Luanda- Angola (PANA) -- Angola e o Fundo da ONU para a Alimentação e a Agricultura (FAO) vão executar, dentro em breve, programas agro- pecuários com uma duração de cinco anos, anunciou sábado em Syrtes (Líbia), o director da referida instituição mundial, Jacques Diouf.
Jacques Diouf fez esta afirmação durante um encontro com o ministro angolano da Agricultura, Gilberto Buta Lutukuta, à margem da cimeira extraordinária da União Africana (UA) sobre a agricultura e recursos hídricos terminada sábado naquela cidade líbia.
"O Presidente angolano presta uma atenção especial aos programas ligados à agricultura e, com a conquista da paz, Angola pode fazer muita coisa para desenvolver o sector", disse o funcionário senegalês ao serviço da ONU, ressaltando as boas relações entre a FAO e Angola, e que podem contribuir para este mesmo desenvolvimento.
"São excelentes e deverão ser reforçadas", acrescentou Jaques Diouf a jornalistas angolanos que cobriam a cimeira de Sirtes.
Expressou por outro lado, a sua satisfação pelos resultados da cimeira sobre a agricultura e águas, por neste evento terem sido delineados os principais programas ligados ao desenvolvimento destas áreas.
"Devemos de facto lutar pelo melhoramento das infra-estruturas, modernizar a agricultura e aproveitar com mais eficácia os recursos hídricos", segundo Jacques Diouf.
Partilhando esta opinião, o ministro angolano da Agricultura, Gilberto Buta Lutukuta, um dos integrantes da delegação angolana, reconheceu que esforços conjugados estavam em curso para que houvesse um verdadeiro espírito de cooperação entre os diversos países africanos em tudo o que dissesse respeito ao sector agrícola.
"Pensamos que, com esta conferência, poderemos alcançar melhorias substanciais, acabar com a fome e reduzir a pobreza", disse o o governante angolano.
No que concerne ao sector das águas o ministro angolano da Energia e Águas, Botelho de Vasconcelos, defendeu a visão sobre uma séria "gestão partilhada" dos recursos.

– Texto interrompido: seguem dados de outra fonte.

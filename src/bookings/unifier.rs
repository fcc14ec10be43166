use std::sync::Arc;
use thiserror::Error;
use tracing::debug;

use crate::bookings::unified::UnifiedBooking;
use crate::models::{MeetingRequestRow, ServiceRequestRow};
use crate::store::{fetch_rows, SelectQuery, StoreError, TableStore};

#[derive(Debug, Error)]
pub enum UnifyError {
    #[error("Booking source fetch failed: {0}")]
    Source(#[from] StoreError),
}

/// Ordering column shared by both booking source tables.
const CREATED_AT: &str = "created_at";

/// Read-side aggregator over the two booking request tables.
///
/// Downstream consumers see one chronologically ordered collection and
/// never special-case the two source schemas. If either source fetch fails
/// the whole call fails; there is no partial result.
pub struct BookingUnifier {
    store: Arc<dyn TableStore>,
}

impl BookingUnifier {
    pub fn new(store: Arc<dyn TableStore>) -> Self {
        Self { store }
    }

    /// Fetch both sources concurrently, normalize, merge, and order newest
    /// first.
    pub async fn fetch_all(&self) -> Result<Vec<UnifiedBooking>, UnifyError> {
        let query = SelectQuery::newest_first(CREATED_AT);

        let (meetings, services) = tokio::try_join!(
            fetch_rows::<MeetingRequestRow>(self.store.as_ref(), &query),
            fetch_rows::<ServiceRequestRow>(self.store.as_ref(), &query),
        )?;
        debug!(
            meetings = meetings.len(),
            services = services.len(),
            "unifying booking sources"
        );

        let mut merged: Vec<UnifiedBooking> = meetings
            .into_iter()
            .map(UnifiedBooking::from_meeting_request)
            .chain(services.into_iter().map(UnifiedBooking::from_service_request))
            .collect();

        // The per-source ordering does not survive concatenation, so the
        // merged list is re-sorted. ISO-8601 strings order lexicographically;
        // the empty-string fallback lands at the oldest end.
        merged.sort_by(|a, b| b.created_at.cmp(&a.created_at));
        Ok(merged)
    }
}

"Com esta gestão, os países ribeirinhos como Angola, poderão começar a propor a assinatura de protocolos bilaterais que darão origem à rubrica de outros de origem regional".
Com o que foi debatido na Líbia, relativamente aos recursos hídricos, Botelho de Vasconcelos espera que Angola venha a ter, num futuro breve, uma intervenção preponderante, tendo em conta os protocolos já celebrados com a Namíbia e o Botswana.
80 por cento da população africana dedica-se à actividade agrícola, tendo a água como um dos grandes elementos para o seu desenvolvimento.
Angola, com 14 por cento da água existente no universo, é um dos países com uma das maiores bacias hidrográficas de África.
Em África, a agricultura é que contribuí em grande parte para o produto interno bruto (PIB), empregando mais de 60 por cento da população e constituíndo a fonte de mais de 40 por cento da moeda externa para a maioria dos países africanos.